Institute of Medical Physics, Biophysics, Informatics and Telemedicine, Faculty of Medicine, Comenius University in Bratislava, Bratislava, Slovak Republic.

Published: April 2012

AI Article Synopsis

  • The study explored the differences in the PQ segment polarity compared to the P wave in various patient groups, including healthy individuals and those with hypertension, left ventricular hypertrophy, and myocardial infarction.
  • Researchers created isointegral maps (IIM) for each group and found that P wave maxima were largely located over the precordium and were significantly higher in the myocardial infarction group.
  • The analysis revealed a significant opposite polarity between the IIM P and IIM PQ segments in 80% of cases, indicating that these findings could have important implications for diagnosing heart conditions, as they highlight areas not typically assessed by standard chest leads.

Article Abstract

The aim of our work was to study the opposite polarity of the PQ segment to the P wave body surface potential maps in different groups of patients.
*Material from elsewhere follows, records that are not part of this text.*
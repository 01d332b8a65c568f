//! Infrastructure Layer - Adapters and external integrations.
//!
//! This layer contains the concrete implementations of the port interfaces
//! defined in the application layer.

/// Configuration loading.
pub mod config;

/// Prometheus metrics instrumentation.
pub mod metrics;

/// OAuth2 token endpoint client.
pub mod oauth;

/// Streaming protocol: codec, decoder, dispatcher, session.
pub mod omm;

/// OpenTelemetry tracing integration.
pub mod telemetry;

/// WebSocket and in-memory transports.
pub mod transport;
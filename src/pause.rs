use std::io::{self, BufRead, IsTerminal, Write};

/// Wait for Enter before exiting, but only when someone is at the keyboard.
pub fn wait_for_enter(enabled: bool) -> io::Result<()> {
    let stdin = io::stdin();
    if !should_pause(enabled, stdin.is_terminal()) {
        return Ok(());
    }

    print!("\nPress Enter to exit...");
    io::stdout().flush()?;
    let mut line = String::new();
    stdin.lock().read_line(&mut line)?;
    Ok(())
}

fn should_pause(enabled: bool, interactive: bool) -> bool {
    enabled && interactive
}
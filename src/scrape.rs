use crate::fetcher;
use crate::models::Review;
use crate::parser;

const BASE_URL: &str = "https://www.g2.com/products";

pub fn review_url(base_url: &str, company: &str) -> String {
    format!("{base_url}/{company}/reviews")
}

/// Best-effort scrape of G2. Every failure collapses into an empty list.
pub fn scrape_g2(company: &str) -> Vec<Review> {
    println!("🔍 Trying to scrape real reviews from G2...");
    scrape_from(BASE_URL, company)
}

fn scrape_from(base_url: &str, company: &str) -> Vec<Review> {
    let url = review_url(base_url, company);

    match fetcher::fetch_html(&url) {
        Ok(html) => {
            tracing::debug!(bytes = html.len(), "Received HTML");
            let reviews = parser::parse_reviews(&html);
            tracing::info!(url = %url, reviews = reviews.len(), "Parsed G2 page");
            reviews
        }
        Err(e) => {
            tracing::debug!(url = %url, error = %format!("{e:#}"), "Scrape failed, treating as no data");
            Vec::new()
        }
    }
}
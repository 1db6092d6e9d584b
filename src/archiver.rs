use std::fs::File;
use std::io::Write;
use std::path::Path;

use anyhow::{Context, Result};
use serde::Serialize;
use serde_json::ser::{PrettyFormatter, Serializer};

use crate::models::Review;

/// Serialize with 4-space indentation.
pub fn to_json(reviews: &[Review]) -> Result<Vec<u8>> {
    let mut buf = Vec::new();
    let mut ser = Serializer::with_formatter(&mut buf, PrettyFormatter::with_indent(b"    "));
    reviews.serialize(&mut ser)?;
    Ok(buf)
}

pub fn save_to_file(reviews: &[Review], path: &Path) -> Result<()> {
    let json = to_json(reviews)?;
    let mut file = File::create(path)
        .with_context(|| format!("Failed to create {}", path.display()))?;
    file.write_all(&json)
        .with_context(|| format!("Failed to write {}", path.display()))?;
    tracing::info!(path = %path.display(), reviews = reviews.len(), "Wrote reviews");
    Ok(())
}
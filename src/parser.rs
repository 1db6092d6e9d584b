use scraper::{ElementRef, Html, Selector};

use crate::models::Review;

pub const SCRAPED_DATE: &str = "2023-01-01";
pub const SCRAPED_SOURCE: &str = "G2";
const MAX_BLOCKS: usize = 3;

/// Pull reviews out of a G2 review page.
///
/// Only the first three `div.paper` blocks are looked at; a block without
/// both an `h3` and a `p` is dropped, so fewer than three may come back.
pub fn parse_reviews(html: &str) -> Vec<Review> {
    let doc = Html::parse_document(html);
    let block_selector = Selector::parse("div.paper").expect("valid selector");
    let title_selector = Selector::parse("h3").expect("valid selector");
    let body_selector = Selector::parse("p").expect("valid selector");

    doc.select(&block_selector)
        .take(MAX_BLOCKS)
        .enumerate()
        .filter_map(|(index, block)| {
            let title = first_text(block, &title_selector);
            let body = first_text(block, &body_selector);
            match (title, body) {
                (Some(title), Some(review)) => Some(Review {
                    title,
                    review,
                    date: SCRAPED_DATE.to_string(),
                    source: SCRAPED_SOURCE.to_string(),
                }),
                _ => {
                    tracing::debug!(block = index, "Skipping block without heading and paragraph");
                    None
                }
            }
        })
        .collect()
}

fn first_text(block: ElementRef, selector: &Selector) -> Option<String> {
    block
        .select(selector)
        .next()
        .map(|e| e.text().collect::<String>().trim().to_string())
}
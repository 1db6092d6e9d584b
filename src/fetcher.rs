use std::time::Duration;

use anyhow::{Context, Result};
use reqwest::redirect;

const USER_AGENT: &str = "Mozilla/5.0";
const TIMEOUT: Duration = Duration::from_secs(10);
const MAX_REDIRECTS: usize = 30;

/// Single blocking GET. Non-2xx responses are errors.
pub fn fetch_html(url: &str) -> Result<String> {
    let redirect_policy = redirect::Policy::custom(|attempt| {
        if attempt.previous().len() >= MAX_REDIRECTS {
            attempt.error(format!("Too many redirects (>{MAX_REDIRECTS})"))
        } else {
            attempt.follow()
        }
    });

    let client = reqwest::blocking::Client::builder()
        .redirect(redirect_policy)
        .timeout(TIMEOUT)
        .build()?;

    tracing::debug!(url, "Sending request");
    let response = client
        .get(url)
        .header("User-Agent", USER_AGENT)
        .send()
        .context("Failed to fetch page")?;

    let status = response.status();
    tracing::debug!(%status, "Received response");
    anyhow::ensure!(status.is_success(), "HTTP {status} for {url}");

    response.text().context("Failed to read response body")
}
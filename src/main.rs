mod fetcher;
mod parser;
mod models;
mod archiver;
mod validate;
mod scrape;
mod fallback;
mod pause;

use std::path::{Path, PathBuf};

use anyhow::Result;
use clap::Parser;
use rand::Rng;

use crate::models::Review;
use crate::validate::DateRange;

const OUTPUT_FILE: &str = "output.json";

#[derive(Parser, Debug)]
#[command(name = "review_scraper")]
#[command(about = "SaaS Review Scraper")]
struct Cli {
    /// Company slug as it appears in the review site URL
    #[arg(long)]
    company: String,

    /// First day of the range (YYYY-MM-DD)
    #[arg(long)]
    start: String,

    /// Last day of the range (YYYY-MM-DD)
    #[arg(long)]
    end: String,

    /// Review source name, used for generated reviews
    #[arg(long)]
    source: String,

    /// Log level: error, warn, info, debug, trace
    #[arg(long, default_value = "warn", value_enum)]
    log_level: LogLevel,

    /// Exit without waiting for Enter
    #[arg(long)]
    no_pause: bool,
}

#[derive(Clone, Debug, clap::ValueEnum)]
enum LogLevel {
    Error,
    Warn,
    Info,
    Debug,
    Trace,
}

impl LogLevel {
    // Keep the HTML parser crates quiet when tracing our own code.
    fn filter(&self) -> &'static str {
        match self {
            LogLevel::Error => "error",
            LogLevel::Warn => "warn",
            LogLevel::Info => "info",
            LogLevel::Debug => "debug,selectors=warn,html5ever=warn",
            LogLevel::Trace => "trace,selectors=warn,html5ever=warn",
        }
    }
}

fn init_tracing(level: &LogLevel) {
    let env_filter = tracing_subscriber::EnvFilter::try_from_default_env()
        .unwrap_or_else(|_| tracing_subscriber::EnvFilter::new(level.filter()));

    tracing_subscriber::fmt()
        .with_env_filter(env_filter)
        .with_writer(std::io::stderr)
        .init();
}

#[derive(Debug, thiserror::Error)]
enum RunError {
    #[error(transparent)]
    Input(#[from] validate::InputError),
    #[error(transparent)]
    Output(#[from] anyhow::Error),
}

/// Where the reviews ended up.
#[derive(Debug)]
struct Summary {
    path: PathBuf,
    count: usize,
}

fn main() -> Result<()> {
    println!("🚀 Script started");

    let cli = Cli::parse();
    init_tracing(&cli.log_level);

    let output_dir = std::env::current_dir()?;
    let summary = match run(&cli, &output_dir, scrape::scrape_g2, &mut rand::rng()) {
        Ok(summary) => summary,
        Err(RunError::Input(e)) => {
            eprintln!("❌ {e}");
            std::process::exit(1);
        }
        Err(RunError::Output(e)) => return Err(e),
    };

    println!("✅ {OUTPUT_FILE} CREATED");
    println!("📦 Total reviews: {}", summary.count);
    println!("📁 Location: {}", summary.path.display());

    pause::wait_for_enter(!cli.no_pause)?;
    Ok(())
}

/// Validate, scrape or fabricate, then write `output.json` into `output_dir`.
///
/// Nothing is fetched or written when the date range is rejected.
fn run<S, R>(cli: &Cli, output_dir: &Path, scrape: S, rng: &mut R) -> Result<Summary, RunError>
where
    S: FnOnce(&str) -> Vec<Review>,
    R: Rng + ?Sized,
{
    let range = DateRange::parse(&cli.start, &cli.end)?;
    tracing::debug!(start = %range.start_date, end = %range.end_date, "Validated date range");

    let scraped = scrape(&cli.company);
    let reviews = collect_reviews(scraped, &cli.company, &cli.source, &range, rng);

    let path = output_dir.join(OUTPUT_FILE);
    archiver::save_to_file(&reviews, &path)?;

    Ok(Summary { path, count: reviews.len() })
}

/// Scraped reviews win; synthetic ones only fill an empty result.
fn collect_reviews<R: Rng + ?Sized>(
    scraped: Vec<Review>,
    company: &str,
    source: &str,
    range: &DateRange,
    rng: &mut R,
) -> Vec<Review> {
    if scraped.is_empty() {
        tracing::info!("Scrape returned no reviews, falling back to generated data");
        fallback::generate(company, source, range, rng)
    } else {
        scraped
    }
}
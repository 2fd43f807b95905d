//! Wire representations of domain entities.
//!
//! Timestamps cross the REST boundary as strings rendered by the wire date
//! codec in the configured zone, so every DTO conversion takes the
//! [`WireZone`] from application state.

use serde::Serialize;
use uuid::Uuid;

use curio_core::{
    wiredate, Activation, ActivationStatus, Attachment, AttachmentKind, Item, ItemStatus,
    ItemVersionSummary, WireZone,
};
use curio_search::{CountBadge, ResultEntry};

/// One item version on the wire.
#[derive(Debug, Serialize)]
pub struct ItemDto {
    pub id: Uuid,
    pub uuid: Uuid,
    pub version: i32,
    pub institution_id: Uuid,
    pub name: String,
    #[serde(skip_serializing_if = "Option::is_none")]
    pub description: Option<String>,
    pub status: ItemStatus,
    pub created_at: String,
    pub modified_at: String,
}

impl ItemDto {
    pub fn from_item(item: Item, zone: WireZone) -> Self {
        Self {
            id: item.id,
            uuid: item.uuid,
            version: item.version,
            institution_id: item.institution_id,
            name: item.name,
            description: item.description,
            status: item.status,
            created_at: wiredate::format(item.created_at_utc, zone),
            modified_at: wiredate::format(item.modified_at_utc, zone),
        }
    }
}

/// One row of a version history listing.
#[derive(Debug, Serialize)]
pub struct VersionDto {
    pub version: i32,
    pub status: ItemStatus,
    pub modified_at: String,
    pub is_latest: bool,
}

impl VersionDto {
    pub fn from_summary(summary: ItemVersionSummary, zone: WireZone) -> Self {
        Self {
            version: summary.version,
            status: summary.status,
            modified_at: wiredate::format(summary.modified_at_utc, zone),
            is_latest: summary.is_latest,
        }
    }
}

/// An attachment on the wire.
#[derive(Debug, Serialize)]
pub struct AttachmentDto {
    pub id: Uuid,
    pub item_id: Uuid,
    pub kind: AttachmentKind,
    pub filename: String,
    #[serde(skip_serializing_if = "Option::is_none")]
    pub description: Option<String>,
    pub restricted: bool,
    pub size_bytes: i64,
    pub created_at: String,
}

impl AttachmentDto {
    pub fn from_attachment(attachment: Attachment, zone: WireZone) -> Self {
        Self {
            id: attachment.id,
            item_id: attachment.item_id,
            kind: attachment.kind,
            filename: attachment.filename,
            description: attachment.description,
            restricted: attachment.restricted,
            size_bytes: attachment.size_bytes,
            created_at: wiredate::format(attachment.created_at_utc, zone),
        }
    }
}

/// An activation window on the wire.
#[derive(Debug, Serialize)]
pub struct ActivationDto {
    pub id: Uuid,
    pub item_id: Uuid,
    pub course: String,
    pub starts_at: String,
    pub ends_at: String,
    pub status: ActivationStatus,
    pub created_at: String,
}

impl ActivationDto {
    pub fn from_activation(activation: Activation, zone: WireZone) -> Self {
        Self {
            id: activation.id,
            item_id: activation.item_id,
            course: activation.course,
            starts_at: wiredate::format(activation.starts_at_utc, zone),
            ends_at: wiredate::format(activation.ends_at_utc, zone),
            status: activation.status,
            created_at: wiredate::format(activation.created_at_utc, zone),
        }
    }
}

/// One decorated search result entry on the wire.
#[derive(Debug, Serialize)]
pub struct EntryDto {
    pub item: ItemDto,
    pub attachments: Vec<AttachmentDto>,
    #[serde(skip_serializing_if = "Option::is_none")]
    pub image_count_badge: Option<CountBadge>,
}

impl EntryDto {
    pub fn from_entry(entry: ResultEntry, zone: WireZone) -> Self {
        Self {
            item: ItemDto::from_item(entry.item, zone),
            attachments: entry
                .attachments
                .into_iter()
                .map(|a| AttachmentDto::from_attachment(a, zone))
                .collect(),
            image_count_badge: entry.image_count_badge,
        }
    }
}

#[cfg(test)]
mod tests {
    use super::*;
    use chrono::{TimeZone, Utc};

    #[test]
    fn test_item_dto_renders_dates_in_configured_zone() {
        let item = Item {
            id: Uuid::nil(),
            uuid: Uuid::nil(),
            version: 1,
            institution_id: Uuid::nil(),
            name: "n".to_string(),
            description: None,
            status: ItemStatus::Live,
            created_at_utc: Utc.with_ymd_and_hms(2024, 3, 1, 10, 0, 0).unwrap(),
            modified_at_utc: Utc.with_ymd_and_hms(2024, 3, 1, 10, 0, 0).unwrap(),
        };

        let zone = WireZone::from_offset_str("+10:00").unwrap();
        let dto = ItemDto::from_item(item, zone);
        assert_eq!(dto.created_at, "2024-03-01T20:00:00+10:00");
    }
}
We constructed isointegral maps (IIM) in 26 healthy controls (C), 16 hypertensives (HT), 26 patients with arterial hypertension and left ventricular hypertrophy (LVH) and 15 patients with myocardial infarction (MI). We analyzed values and positions of map extrema and compared the polarity of maps using the correlation coefficient. The IIM P maxima appeared mainly over the precordium, the minima mainly in the right subclavicular area. The highest maxima were in the MI group, being significantly higher than in the HT and LVH groups. No differences concerning any values of other extrema were significant. The IIM PQ maxima were distributed over the upper half of the chest; the minima mainly over the middle sternum. A statistically significant opposite polarity between the IIM P and IIM PQ was found in 80 % of cases. The opposite polarity of the P wave and the PQ segment was proved in isointegral body surface maps. The extrema occurred in areas not examined by the standard chest leads. This has to be considered for diagnostic purposes.